:: EXTRACTED MATERIAL ::

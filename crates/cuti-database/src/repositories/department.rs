//! Department repository implementation.

use sqlx::PgPool;
use uuid::Uuid;

use cuti_core::error::{AppError, ErrorKind};
use cuti_core::result::AppResult;
use cuti_core::types::pagination::{PageRequest, PageResponse};
use cuti_entity::department::{CreateDepartment, Department, DepartmentFilter, UpdateDepartment};

const DUPLICATE_NAME: &str = "Nama departement sudah terdaftar";
const DUPLICATE_EMAIL: &str = "Email departement sudah terdaftar";
const STILL_REFERENCED: &str = "Departemen masih digunakan oleh pengguna";

/// Repository for department CRUD and search.
#[derive(Debug, Clone)]
pub struct DepartmentRepository {
    pool: PgPool,
}

impl DepartmentRepository {
    pub fn new(pool: PgPool) -> Self {
        Self { pool }
    }

    /// Find a department by primary key.
    pub async fn find_by_id(&self, id: Uuid) -> AppResult<Option<Department>> {
        sqlx::query_as::<_, Department>("SELECT * FROM departments WHERE id = $1")
            .bind(id)
            .fetch_optional(&self.pool)
            .await
            .map_err(|e| {
                AppError::with_source(ErrorKind::Database, "Failed to find department by id", e)
            })
    }

    /// Find another department already holding `name` or `email`.
    ///
    /// `exclude` skips the row being updated.
    pub async fn find_conflicting(
        &self,
        name: Option<&str>,
        email: Option<&str>,
        exclude: Option<Uuid>,
    ) -> AppResult<Option<Department>> {
        sqlx::query_as::<_, Department>(
            "SELECT * FROM departments \
             WHERE (name = $1 OR email = $2) \
               AND ($3::uuid IS NULL OR id <> $3) \
             ORDER BY name ASC LIMIT 1",
        )
        .bind(name)
        .bind(email)
        .bind(exclude)
        .fetch_optional(&self.pool)
        .await
        .map_err(|e| {
            AppError::with_source(ErrorKind::Database, "Failed to check department uniqueness", e)
        })
    }

    /// Paginated search with optional case-insensitive substring filters.
    pub async fn search(
        &self,
        filter: &DepartmentFilter,
        page: &PageRequest,
    ) -> AppResult<PageResponse<Department>> {
        let total: i64 = sqlx::query_scalar(
            "SELECT COUNT(*) FROM departments \
             WHERE ($1::text IS NULL OR name ILIKE '%' || $1 || '%') \
               AND ($2::text IS NULL OR email ILIKE '%' || $2 || '%')",
        )
        .bind(&filter.name)
        .bind(&filter.email)
        .fetch_one(&self.pool)
        .await
        .map_err(|e| AppError::with_source(ErrorKind::Database, "Failed to count departments", e))?;

        let departments = sqlx::query_as::<_, Department>(
            "SELECT * FROM departments \
             WHERE ($1::text IS NULL OR name ILIKE '%' || $1 || '%') \
               AND ($2::text IS NULL OR email ILIKE '%' || $2 || '%') \
             ORDER BY name ASC LIMIT $3 OFFSET $4",
        )
        .bind(&filter.name)
        .bind(&filter.email)
        .bind(page.limit())
        .bind(page.offset())
        .fetch_all(&self.pool)
        .await
        .map_err(|e| AppError::with_source(ErrorKind::Database, "Failed to search departments", e))?;

        Ok(PageResponse::new(departments, page, total as u64))
    }

    /// Insert a new department.
    pub async fn create(&self, data: &CreateDepartment) -> AppResult<Department> {
        sqlx::query_as::<_, Department>(
            "INSERT INTO departments (id, name, email) VALUES ($1, $2, $3) RETURNING *",
        )
        .bind(Uuid::new_v4())
        .bind(&data.name)
        .bind(&data.email)
        .fetch_one(&self.pool)
        .await
        .map_err(|e| map_write_error(e, "Failed to create department"))
    }

    /// Apply the provided fields; absent fields keep their value.
    pub async fn update(&self, id: Uuid, data: &UpdateDepartment) -> AppResult<Department> {
        sqlx::query_as::<_, Department>(
            "UPDATE departments SET name = COALESCE($2, name), \
                                    email = COALESCE($3, email), \
                                    updated_at = NOW() \
             WHERE id = $1 RETURNING *",
        )
        .bind(id)
        .bind(&data.name)
        .bind(&data.email)
        .fetch_optional(&self.pool)
        .await
        .map_err(|e| map_write_error(e, "Failed to update department"))?
        .ok_or_else(|| AppError::not_found(format!("Departemen dengan ID {id} tidak ditemukan")))
    }

    /// Number of accounts that belong to the department.
    pub async fn count_members(&self, id: Uuid) -> AppResult<i64> {
        sqlx::query_scalar("SELECT COUNT(*) FROM accounts WHERE department_id = $1")
            .bind(id)
            .fetch_one(&self.pool)
            .await
            .map_err(|e| {
                AppError::with_source(ErrorKind::Database, "Failed to count department members", e)
            })
    }

    /// Delete a department. Returns `false` when no row matched.
    pub async fn delete(&self, id: Uuid) -> AppResult<bool> {
        let result = sqlx::query("DELETE FROM departments WHERE id = $1")
            .bind(id)
            .execute(&self.pool)
            .await
            .map_err(|e| map_write_error(e, "Failed to delete department"))?;

        Ok(result.rows_affected() > 0)
    }
}

fn map_write_error(e: sqlx::Error, context: &'static str) -> AppError {
    match e {
        sqlx::Error::Database(ref db_err)
            if db_err.constraint() == Some("departments_name_key") =>
        {
            AppError::conflict(DUPLICATE_NAME)
        }
        sqlx::Error::Database(ref db_err)
            if db_err.constraint() == Some("departments_email_key") =>
        {
            AppError::conflict(DUPLICATE_EMAIL)
        }
        sqlx::Error::Database(ref db_err)
            if db_err.constraint() == Some("accounts_department_id_fkey") =>
        {
            AppError::conflict(STILL_REFERENCED)
        }
        _ => AppError::with_source(ErrorKind::Database, context, e),
    }
}
//! Claims carried by every bearer token.

use chrono::{DateTime, Utc};
use serde::{Deserialize, Serialize};

use cuti_entity::account::AccountRole;

/// Identity snapshot taken when the token was issued.
#[derive(Debug, Clone, PartialEq, Serialize, Deserialize)]
#[serde(rename_all = "camelCase")]
pub struct Claims {
    /// Subject; the username.
    pub sub: String,
    pub name: String,
    pub email: String,
    pub role: AccountRole,
    pub departement_name: String,
    pub password_expired_at: DateTime<Utc>,
    pub flag_active: bool,
    /// Issued-at (seconds since epoch).
    pub iat: i64,
    /// Expiration (seconds since epoch).
    pub exp: i64,
}

impl Claims {
    pub fn username(&self) -> &str {
        &self.sub
    }

    /// Returns the expiration as a `DateTime<Utc>`.
    pub fn expires_at(&self) -> Option<DateTime<Utc>> {
        DateTime::from_timestamp(self.exp, 0)
    }
}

:::

WHAT IS REQUIRED: Find where "AppError::conflict(DUPLICATE_NAME)" occurs in the data, and please write out that line through the last line exactly, with nothing else.

SOLUTION FOR THIS TASK:
            AppError::conflict(DUPLICATE_NAME)
        }
        sqlx::Error::Database(ref db_err)
            if db_err.constraint() == Some("departments_email_key") =>
        {
            AppError::conflict(DUPLICATE_EMAIL)
        }
        sqlx::Error::Database(ref db_err)
            if db_err.constraint() == Some("accounts_department_id_fkey") =>
        {
            AppError::conflict(STILL_REFERENCED)
        }
        _ => AppError::with_source(ErrorKind::Database, context, e),
    }
}
//! Claims carried by every bearer token.

use chrono::{DateTime, Utc};
use serde::{Deserialize, Serialize};

use cuti_entity::account::AccountRole;

/// Identity snapshot taken when the token was issued.
#[derive(Debug, Clone, PartialEq, Serialize, Deserialize)]
#[serde(rename_all = "camelCase")]
pub struct Claims {
    /// Subject; the username.
    pub sub: String,
    pub name: String,
    pub email: String,
    pub role: AccountRole,
    pub departement_name: String,
    pub password_expired_at: DateTime<Utc>,
    pub flag_active: bool,
    /// Issued-at (seconds since epoch).
    pub iat: i64,
    /// Expiration (seconds since epoch).
    pub exp: i64,
}

impl Claims {
    pub fn username(&self) -> &str {
        &self.sub
    }

    /// Returns the expiration as a `DateTime<Utc>`.
    pub fn expires_at(&self) -> Option<DateTime<Utc>> {
        DateTime::from_timestamp(self.exp, 0)
    }
}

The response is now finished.